Electronic Thesis and Dissertation Repository

Optimization of Full-Inversion Techniques Towards Clinical Ultrasound Elastography

Matthew A. Caius, Western University

Abstract

Breast cancer is one of the most common cancers, representing 25% of all new cancers and 13% of all cancer related deaths in Canadian women. Early detection before treatment of breast cancer is paramount as survival rates decrease significantly over time. Some of the most common diagnostic and screening procedures include breast manual examination, X-ray mammography, ultrasonography and Magnetic Resonance Imaging (MRI). These methods are either unreliable, associated with dangerous ionization or too costly while they all have difficulty differentiating malignant tumors from benign ones without a follow-up biopsy. One technique that has shown a potential to minimize the number of biopsy cases is ultrasound elastography (USE), which images the breast tissue stiffness that is known to be substantially different for normal and pathological tissue.

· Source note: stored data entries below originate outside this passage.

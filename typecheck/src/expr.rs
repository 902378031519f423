use failure::Fail;
use strum_macros::{Display, EnumDiscriminants};
use type_lattice::Type;

/// An expression is either one of
/// * `Variable`: use of a variable, e.g. `p`
/// * `Literal`: a literal value entered in the code, e.g. `3`
/// * `Null`: the `null` keyword; its type is always the null type
/// * `MethodCall`: a method invocation on a receiver, e.g. `p.getX()`
/// * `ConstructorCall`: an object instantiation, e.g. `new Point(3, 4)`
///
/// Nodes are immutable after construction. Composite nodes exclusively own
/// their children; the tree is acyclic by construction.
#[derive(EnumDiscriminants, Debug, Clone, PartialEq, Eq)]
#[strum_discriminants(derive(Display))]
pub enum Expr {
    Variable {
        name: String,
        declared_type: Type,
    },
    Literal {
        value: String,
        ty: Type,
    },
    Null,
    MethodCall {
        receiver: Box<Expr>,
        method_name: String,
        args: Vec<Expr>,
    },
    ConstructorCall {
        instantiated_type: Type,
        args: Vec<Expr>,
    },
}

impl Expr {
    /// The syntactic declared type of this node. Only variables carry one;
    /// every other node kind fails. Callers that want the computed type of
    /// an arbitrary expression use `static_type` instead.
    pub fn declared_type(&self) -> Result<&Type, NoDeclaredType> {
        match self {
            Expr::Variable { declared_type, .. } => Ok(declared_type),
            _ => Err(NoDeclaredType {
                kind: ExprDiscriminants::from(self),
            }),
        }
    }
}

/// Raised when the declared type of a node that does not carry one is
/// requested, e.g. when taking the `static_type` of a method call whose
/// receiver is not a variable.
#[derive(Debug, Fail)]
#[fail(display = "{} expression has no declared type", kind)]
pub struct NoDeclaredType {
    pub kind: ExprDiscriminants,
}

One of the issues plaguing USE is the lack of data quality due to input tissue displacement data quality and quantity. This data is obtained through processing radiofrequency data acquired at two compression states of the tissue that need to be acquired under the same ultrasound probe orientation to ensure high quality tissue stiffness image. Moreover, there exists no objective and automatic way to assess the quality and consistency of radio-frequency acquired throughout USE. Furthermore, methods capable of producing high quality lateral displacements are limited. As such, part of this research was dedicated to address these issues.. These issues compromise the practical utility of USE in clinical settings. This thesis introduces methodologies to tackle these issues, with the aim of optimizing USE for real time clinical settings, hence allowing reliable breast cancer assessment. It also introduces a series of metrics which can be used to objectively measure data quality. Finally, an open-source software solution was developed to guarantee data quality by generating it in-silico to facilitate the development and assessment of new displacement estimators.